American real estate investor and philanthropist

Stanley Black (born 1932) is an American real estate investor and philanthropist from Beverly Hills, California. He is the founder and chairman of the Black Equities Group. Through his company, he is the owner of 18 million square feet of commercial real estate in 35 states.

==Early life==
Stanley Black was born to a Jewish family in 1932. His father, Jack Black, led the Textile Division at the United Jewish Fund. His mother, Victoria Black, was a philanthropist. The Jack and Victoria Black Parkway at the Vista Del Mar Child and Family Services, a non-profit organization which helps struggling families, was named in their honor. His father died when he was twenty-one years old.

==Career==
He started his career at the Buckeye Realty & Management Corporation, a real estate development company founded by George Konheim. In 1955, he co-founded KB Management, a construction company, with Arthur Kaplan, a friend of his father's. It later became a real estate development company with over $375 million in holdings. The firm closed down in 1985, when Arthur Kaplan died. In 1985, Black and his son Jack founded the Black Equities Group, a real estate investment company. Through the company, he owns more than 18 million square feet of commercial real estate in thirty-five American states. Some of his tenants are Wendy's, Burger King and Office Depot.

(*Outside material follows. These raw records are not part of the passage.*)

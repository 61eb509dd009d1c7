#[macro_use]
extern crate rocket;

#[cfg(test)]
#[macro_use]
extern crate backend_test;

use rocket::{figment::Figment, Build, Rocket};

pub mod api;
pub mod clock;
pub mod config;
pub mod error;
pub mod logging;
pub mod model;
pub mod store;
pub mod voting;

#[cfg(test)]
mod test_util;

pub use config::Config;

/// Build the server from `Rocket.toml` / `ROCKET_*` configuration,
/// connecting to whichever storage backend is configured.
pub fn build() -> Rocket<Build> {
    with_routes(rocket::build()).attach(config::StoreFairing)
}

/// Build the server around an already-constructed voting service, skipping
/// storage configuration entirely.
pub fn rocket_for_service(figment: Figment, service: voting::VotingService) -> Rocket<Build> {
    with_routes(rocket::custom(figment)).manage(service)
}

fn with_routes(rocket: Rocket<Build>) -> Rocket<Build> {
    rocket
        .attach(logging::LoggerFairing)
        .attach(config::ConfigFairing)
        .mount("/", api::routes())
        .register("/", api::catchers())
}
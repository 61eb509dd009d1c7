use std::ops::{Deref, DerefMut};

use serde::{Deserialize, Serialize};

use crate::model::mongodb::Id;

/// Core candidate data, as stored in the database.
#[derive(Debug, PartialEq, Eq, Clone, Serialize, Deserialize)]
pub struct CandidateCore {
    /// Foreign Key election ID. Fixed once the candidate exists.
    pub election_id: Id,
    /// Display name.
    pub name: String,
    /// Manifesto text.
    pub manifesto: String,
    /// Reference to a photo held by the file store, if any.
    pub photo: Option<String>,
}

/// A candidate without an ID.
pub type NewCandidate = CandidateCore;

/// A candidate from the database, with its unique ID.
#[derive(Debug, PartialEq, Eq, Clone, Serialize, Deserialize)]
pub struct Candidate {
    #[serde(rename = "_id")]
    pub id: Id,
    #[serde(flatten)]
    pub candidate: CandidateCore,
}

impl Candidate {
    /// Give a new candidate its ID.
    pub fn new(candidate: NewCandidate) -> Self {
        Self {
            id: Id::new(),
            candidate,
        }
    }
}

impl Deref for Candidate {
    type Target = CandidateCore;

    fn deref(&self) -> &Self::Target {
        &self.candidate
    }
}

impl DerefMut for Candidate {
    fn deref_mut(&mut self) -> &mut Self::Target {
        &mut self.candidate
    }
}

He has published five editions of Thoughts to Live By, a booklet with eighty sayings of business advice.

==Philanthropy==
Black is a donor to Jewish organizations. He serves on the board of trustees of the Los Angeles ORT College, a non-profit two-year Jewish college part of World ORT, where the American ORT Stanley and Joyce Black Family Building is named for he and his wife. He has made charitable contributions to the City of Hope, the Anti-Defamation League, Jewish Big Brothers, the American Friends of Tel Aviv University, the American Friends of the Hebrew University, The Guardians of the Jewish Home for the Aging, and Yeshiva Gedolah/Michael Diller High School. He also co-chaired a fundraiser for the Friends of the Israel Defense Forces at the Beverly Hilton Hotel. He has donated to the Boy Scouts of America, the Los Angeles Music Center, and the Union Rescue Mission. Moreover, he is a large supporter of the Jewish Vocational Services, a non-profit organization which helps Jews who are unemployed in Southern California find work again. Additionally, he helped establish the Goldsmith Center of the Jewish Federation of Greater Los Angeles. In June 2016, he unveiled a new Torah he commissioned in Israel for the Temple of the Arts, a synagogue based at the Saban Theatre in Beverly Hills.

Black has supported healthcare organizations. In 2000, he donated US$1 million to the Vista Del Mar Child and Family Services for the establishment of the Joyce and Stanley Black Family Special Care Facility. In January 2012, he donated US$5 more million, which led to the Joyce and Stanley Black Family Campus. In 2004, he made a large donation to the Children's Hospital Los Angeles (CHLA), which renamed its garden the Joyce and Stanley Black and Family Healing and Meditation Garden. In 2013, he donated another US$15 million to the CHLA. As a result, the former Gateway Building facing Sunset Boulevard was renamed the Joyce and Stanley Black Family Building. In September 2014, and again on September 27, 2015, he held fundraisers for Wells Bring Hope, a non-profit organization which drills wells in Niger to bring water to rural communities. He has been a long-term supporter of the Chai Center in Los Angeles, and will serve as the 'Dinner Chair' for the Chai Center's annual Banquet in 2018.

==Personal life==
He was married to Joyce Black, the daughter of Jacob and Frieda Gottlieb. A philanthropist, she served on the board of trustees of the Los Angeles Opera. They had three children: Jack Black; Jill Black Zalben; and Janis Black Warner. He resides in Beverly Hills, California.